Format: Trade Paperback
Fiction - Contemporary Women
THE GIRL IN THE GLASS BOOK REVIEW
‘The Girl in The Glass’ is essentially a work of realistic fiction. Centering on Meg Pomeroy, a travel books editor, it does have a hint of romance to it also. Meg’s biggest goal is to visit Florence, Italy. After her grandmother’s death when she was twelve, Meg’s father promised to take her. Life got in the way & she’s still waiting to go. Along the way her divorced parents present her with new issues. Her dad is loose with his money. Mom is dating again & her choice is a much younger man. Miles, Meg’s ex-fiancée, is getting married. Every other chapter is about a girl named Nora. It’s an entirely parallel story about her life in Italy.

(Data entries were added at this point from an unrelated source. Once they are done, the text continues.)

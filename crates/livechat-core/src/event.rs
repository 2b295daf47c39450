//! Wire events exchanged with the broker.
//!
//! Every frame is a JSON object `{"event": <name>, "data": <payload>}`.
//! [`WireEvent`] is the strict form used for encoding (and by brokers).
//! [`InboundEvent`] is what a client accepts: it is validated field by field so
//! a bad frame is reported precisely instead of failing as a whole.

use serde::{Deserialize, Serialize};
use std::str::FromStr;

/// Chat content, in either direction.
pub const PEER_MESSAGE: &str = "peerMessage";
/// Older brokers emit chat content under this name.
pub const PEER_MESSAGE_LEGACY: &str = "newMessage";
/// System-originated notice.
pub const NOTIFICATION: &str = "notification";

/// A strictly typed wire event.
#[derive(Debug, Clone, PartialEq, Eq, Serialize, Deserialize)]
#[serde(tag = "event", content = "data")]
pub enum WireEvent {
    #[serde(rename = "peerMessage", alias = "newMessage")]
    PeerMessage(PeerMessage),
    #[serde(rename = "notification")]
    Notification(Notification),
}

impl WireEvent {
    /// Outbound chat message. The broker stamps the timestamp.
    pub fn outbound_message(author: impl Into<String>, text: impl Into<String>) -> Self {
        Self::PeerMessage(PeerMessage {
            author: author.into(),
            text: text.into(),
            timestamp: None,
        })
    }

    pub fn encode(&self) -> Result<String, serde_json::Error> {
        serde_json::to_string(self)
    }

    pub fn decode(frame: &str) -> Result<Self, serde_json::Error> {
        serde_json::from_str(frame)
    }
}

/// `peerMessage` payload.
#[derive(Debug, Clone, PartialEq, Eq, Serialize, Deserialize)]
pub struct PeerMessage {
    #[serde(alias = "user")]
    pub author: String,
    pub text: String,
    /// Absent on outbound messages.
    #[serde(default, skip_serializing_if = "Option::is_none")]
    pub timestamp: Option<String>,
}

/// `notification` payload.
#[derive(Debug, Clone, PartialEq, Eq, Serialize, Deserialize)]
pub struct Notification {
    pub message: String,
}

/// A validated inbound frame.
#[derive(Debug, Clone, PartialEq, Eq)]
pub enum InboundEvent {
    PeerMessage(PeerMessage),
    Notification(Notification),
    /// An event this client does not subscribe to.
    Unknown(String),
}

impl FromStr for InboundEvent {
    type Err = MalformedEventError;

    fn from_str(frame: &str) -> Result<Self, Self::Err> {
        let envelope: Envelope = serde_json::from_str(frame)
            .map_err(|e| MalformedEventError::InvalidEnvelope(e.to_string()))?;

        match envelope.event.as_str() {
            PEER_MESSAGE | PEER_MESSAGE_LEGACY => {
                let raw: RawPeerMessage = payload(PEER_MESSAGE, envelope.data)?;
                let author = raw.author.ok_or(MalformedEventError::MissingField {
                    event: PEER_MESSAGE,
                    field: "author",
                })?;
                let text = raw.text.ok_or(MalformedEventError::MissingField {
                    event: PEER_MESSAGE,
                    field: "text",
                })?;
                Ok(Self::PeerMessage(PeerMessage {
                    author,
                    text,
                    timestamp: raw.timestamp,
                }))
            }
            NOTIFICATION => {
                let raw: RawNotification = payload(NOTIFICATION, envelope.data)?;
                let message = raw.message.ok_or(MalformedEventError::MissingField {
                    event: NOTIFICATION,
                    field: "message",
                })?;
                Ok(Self::Notification(Notification { message }))
            }
            _ => Ok(Self::Unknown(envelope.event)),
        }
    }
}

#[derive(Deserialize)]
struct Envelope {
    event: String,
    #[serde(default)]
    data: serde_json::Value,
}

#[derive(Deserialize)]
struct RawPeerMessage {
    #[serde(alias = "user")]
    author: Option<String>,
    text: Option<String>,
    timestamp: Option<String>,
}

#[derive(Deserialize)]
struct RawNotification {
    message: Option<String>,
}

fn payload<T: serde::de::DeserializeOwned>(
    event: &'static str,
    data: serde_json::Value,
) -> Result<T, MalformedEventError> {
    serde_json::from_value(data).map_err(|e| MalformedEventError::InvalidPayload {
        event,
        reason: e.to_string(),
    })
}

/// An inbound frame that could not be turned into an event.
#[derive(Debug, Clone, PartialEq, Eq, thiserror::Error)]
pub enum MalformedEventError {
    #[error("frame is not an event envelope: {0}")]
    InvalidEnvelope(String),
    #[error("`{event}` payload is missing `{field}`")]
    MissingField {
        event: &'static str,
        field: &'static str,
    },
    #[error("`{event}` payload is invalid: {reason}")]
    InvalidPayload { event: &'static str, reason: String },
}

Unfortunately, I had quite a rough time with this book. I received it as an eBook. There were so many type-o’s that it was almost impossible to read. Whole paragraphs were strung together as gigantic run-on sentences. I chose to read this one. Unexpectedly, I was mostly disappointed. Susan Meissner is a talented author. Her abilities are something that I would debate. It’s unfortunate that anyone else who looked forward to reading her book will be left as distracted as I was. On a bright note, Meg is a capable heroine. Certainly, she could have stood on her won without all the unnecessary fluff that our author has surrounded her with via setting & dialogue. Also, Nora’s character needed to be blended in just a little better. Having to back pedal to understand her added to the inability to focus on the plot. Wherever the blame should lie as far as editing goes, it is what it is. But, three stars are all I could possibly give. More info about this novel & its author can be found through the publisher: www.waterbrookmultnomah.com. I received 1 eBook to write my review. All opinions are mine without further compensation.